= Activity =
Read through the data and report every line in which the word "configuration" occurs.

========================

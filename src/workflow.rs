//! Workflow controller.
//!
//! Ties the components together per operator session:
//!
//! ```text
//! Idle -> Scanning -> Scanned -> Connecting -> Connected
//!            |                       |
//!            +-------> Failed <------+
//! ```
//!
//! A connect is only accepted for a network that the session's last scan
//! actually reported, and inputs are saved before the connect script runs.

use std::collections::HashMap;
use std::fmt;
use std::sync::{Arc, Mutex};
use std::time::{Duration, Instant};

use chrono::Utc;
use log::{error, info, warn};

use crate::archive::ScanArchive;
use crate::config::Config;
use crate::connection::{AttemptOutcome, ConnectionAttempt, ConnectionLauncher};
use crate::credentials::{Credential, CredentialStore};
use crate::error::{ValidationError, WorkflowError};
use crate::interface::{InterfaceCatalog, WifiInterface};
use crate::parser::parse_networks;
use crate::process::CommandRunner;
use crate::roles::{NetworkRoleConfig, RoleConfigStore};
use crate::scan::{ScanExecutor, ScanResult};
use crate::session::{SessionId, SessionStore};

#[derive(Debug, Clone, PartialEq, Eq, Default)]
pub enum WorkflowState {
    #[default]
    Idle,
    Scanning,
    Scanned,
    Connecting,
    Connected,
    Failed(String),
}

impl fmt::Display for WorkflowState {
    fn fmt(&self, f: &mut fmt::Formatter<'_>) -> fmt::Result {
        match self {
            WorkflowState::Idle => write!(f, "idle"),
            WorkflowState::Scanning => write!(f, "scanning"),
            WorkflowState::Scanned => write!(f, "scanned"),
            WorkflowState::Connecting => write!(f, "connecting"),
            WorkflowState::Connected => write!(f, "connected"),
            WorkflowState::Failed(reason) => write!(f, "failed: {}", reason),
        }
    }
}

/// Everything the operator submits with a connect action.
#[derive(Clone)]
pub struct ConnectRequest {
    /// Interface the operator scanned with.
    pub interface: String,
    pub ssid: String,
    pub secret: String,
    pub uplink: String,
    pub hotspot: String,
}

impl fmt::Debug for ConnectRequest {
    fn fmt(&self, f: &mut fmt::Formatter<'_>) -> fmt::Result {
        f.debug_struct("ConnectRequest")
            .field("interface", &self.interface)
            .field("ssid", &self.ssid)
            .field("uplink", &self.uplink)
            .field("hotspot", &self.hotspot)
            .finish_non_exhaustive()
    }
}

pub struct Workflow<R> {
    catalog: InterfaceCatalog,
    scanner: ScanExecutor<R>,
    archive: ScanArchive,
    sessions: SessionStore,
    credentials: CredentialStore,
    roles: RoleConfigStore,
    launcher: ConnectionLauncher<R>,
    states: Mutex<HashMap<SessionId, (WorkflowState, Instant)>>,
    /// Held from saving inputs until the connect script exits.
    connect_lock: tokio::sync::Mutex<()>,
}

impl<R: CommandRunner> Workflow<R> {
    pub fn new(config: &Config, runner: Arc<R>) -> Self {
        let catalog = InterfaceCatalog::new(&config.net_class_dir, &config.wireless_prefix);

        Self {
            scanner: ScanExecutor::new(
                catalog.clone(),
                Arc::clone(&runner),
                config.scan_command.clone(),
                config.scan_timeout(),
            ),
            archive: ScanArchive::new(&config.archive_dir),
            sessions: SessionStore::new(),
            credentials: CredentialStore::new(&config.credential_dir),
            roles: RoleConfigStore::new(&config.role_config_path),
            launcher: ConnectionLauncher::new(
                runner,
                config.connect_command.clone(),
                config.connect_timeout(),
            ),
            catalog,
            states: Mutex::new(HashMap::new()),
            connect_lock: tokio::sync::Mutex::new(()),
        }
    }

    pub fn interfaces(&self) -> Vec<WifiInterface> {
        self.catalog.list_wireless_interfaces()
    }

    /// All network devices, as candidates for the uplink/hotspot roles.
    pub fn devices(&self) -> Vec<String> {
        self.catalog.list_network_interfaces()
    }

    pub fn saved_roles(&self) -> Option<NetworkRoleConfig> {
        self.roles.load().unwrap_or_else(|e| {
            warn!("Ignoring saved role configuration: {}", e);
            None
        })
    }

    /// The session's state. Reading counts as activity for eviction.
    pub fn state(&self, session: &SessionId) -> WorkflowState {
        let mut states = self.states.lock().unwrap_or_else(|e| e.into_inner());
        match states.get_mut(session) {
            Some((state, last_used)) => {
                *last_used = Instant::now();
                state.clone()
            }
            None => WorkflowState::default(),
        }
    }

    pub fn last_scan(&self, session: &SessionId) -> Option<Arc<ScanResult>> {
        self.sessions.get(session)
    }

    /// Back to `Idle`, dropping the session's scan.
    pub fn reset(&self, session: &SessionId) {
        self.sessions.remove(session);
        self.set_state(session, WorkflowState::Idle);
    }

    /// Forgets scans and states neither updated nor read for `ttl`.
    pub fn evict_expired(&self, ttl: Duration) {
        let evicted = self.sessions.evict_older_than(ttl);
        if evicted > 0 {
            info!("Evicted {} expired scan(s)", evicted);
        }
        self.states
            .lock()
            .unwrap_or_else(|e| e.into_inner())
            .retain(|_, (_, updated)| updated.elapsed() <= ttl);
    }

    /// Scans with `interface` and makes the result the session's current scan.
    pub async fn scan(
        &self,
        session: &SessionId,
        interface: &str,
    ) -> Result<Arc<ScanResult>, WorkflowError> {
        self.reset(session);
        self.set_state(session, WorkflowState::Scanning);

        let raw = match self.scanner.scan(interface).await {
            Ok(raw) => raw,
            Err(e) => return Err(self.fail(session, e.into())),
        };

        let networks = parse_networks(&raw);
        let raw_output_ref = match self.archive.archive(interface, &raw) {
            Ok(path) => Some(path),
            Err(e) => {
                warn!("Could not archive scan output: {}", e);
                None
            }
        };

        let result = Arc::new(ScanResult {
            interface: interface.to_string(),
            timestamp: Utc::now(),
            networks,
            raw_output_ref,
        });
        self.sessions.put(session.clone(), Arc::clone(&result));
        self.set_state(session, WorkflowState::Scanned);

        info!(
            "Scan on {} found {} network(s)",
            result.interface,
            result.networks.len()
        );
        Ok(result)
    }

    /// Saves the credential and role configuration, then runs the connect script.
    ///
    /// Connects from different sessions are serialized, so only one connect
    /// script reconfigures the interfaces at a time.
    pub async fn connect(
        &self,
        session: &SessionId,
        request: &ConnectRequest,
    ) -> Result<ConnectionAttempt, WorkflowError> {
        let roles = match self.validate(session, request) {
            Ok(roles) => roles,
            Err(e) => return Err(self.fail(session, e.into())),
        };
        self.set_state(session, WorkflowState::Connecting);

        let mut attempt = ConnectionAttempt::new(&request.ssid, roles);
        let _guard = self.connect_lock.lock().await;
        info!("Connection attempt {}", attempt);

        let credential = Credential::new(&request.ssid, &request.secret);
        let credential_path = match self.credentials.save(&credential) {
            Ok(path) => path,
            Err(e) => {
                let err = WorkflowError::CredentialSave(e);
                return Err(self.fail_attempt(session, attempt, err));
            }
        };
        attempt.credential_path = Some(credential_path.clone());

        if let Err(e) = self.roles.save(&attempt.roles) {
            return Err(self.fail_attempt(session, attempt, WorkflowError::RoleConfigSave(e)));
        }

        if let Err(e) = self.launcher.launch(&attempt.roles, &credential_path).await {
            return Err(self.fail_attempt(session, attempt, e.into()));
        }

        attempt.outcome = AttemptOutcome::Succeeded;
        info!("Connection attempt {}", attempt);
        self.set_state(session, WorkflowState::Connected);
        Ok(attempt)
    }

    fn validate(
        &self,
        session: &SessionId,
        request: &ConnectRequest,
    ) -> Result<NetworkRoleConfig, ValidationError> {
        require_text("SSID", &request.ssid)?;
        require_text("Password", &request.secret)?;

        let scan = self.sessions.get(session).ok_or(ValidationError::NoScan)?;
        if scan.interface != request.interface {
            return Err(ValidationError::InterfaceMismatch {
                scanned: scan.interface.clone(),
                selected: request.interface.clone(),
            });
        }
        if !scan.contains(&request.ssid) {
            return Err(ValidationError::NetworkNotScanned {
                ssid: request.ssid.clone(),
                interface: scan.interface.clone(),
            });
        }

        if request.uplink == request.hotspot {
            return Err(ValidationError::SameInterface(request.uplink.clone()));
        }
        self.catalog.require_device(&request.uplink)?;
        self.catalog.require_device(&request.hotspot)?;

        Ok(NetworkRoleConfig {
            uplink_interface: request.uplink.clone(),
            hotspot_interface: request.hotspot.clone(),
        })
    }

    fn set_state(&self, session: &SessionId, state: WorkflowState) {
        self.states
            .lock()
            .unwrap_or_else(|e| e.into_inner())
            .insert(session.clone(), (state, Instant::now()));
    }

    fn fail(&self, session: &SessionId, err: WorkflowError) -> WorkflowError {
        error!("Session {}: {}", session, err);
        self.set_state(session, WorkflowState::Failed(err.to_string()));
        err
    }

    fn fail_attempt(
        &self,
        session: &SessionId,
        mut attempt: ConnectionAttempt,
        err: WorkflowError,
    ) -> WorkflowError {
        attempt.outcome = AttemptOutcome::Failed(err.to_string());
        info!("Connection attempt {}", attempt);
        self.fail(session, err)
    }
}

fn require_text(field: &'static str, value: &str) -> Result<(), ValidationError> {
    if value.is_empty() {
        return Err(ValidationError::Empty(field));
    }
    if value.contains(['\n', '\r', '\0']) {
        return Err(ValidationError::ControlCharacter(field));
    }
    Ok(())
}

========================

= Response =
            warn!("Ignoring saved role configuration: {}", e);
    /// Saves the credential and role configuration, then runs the connect script.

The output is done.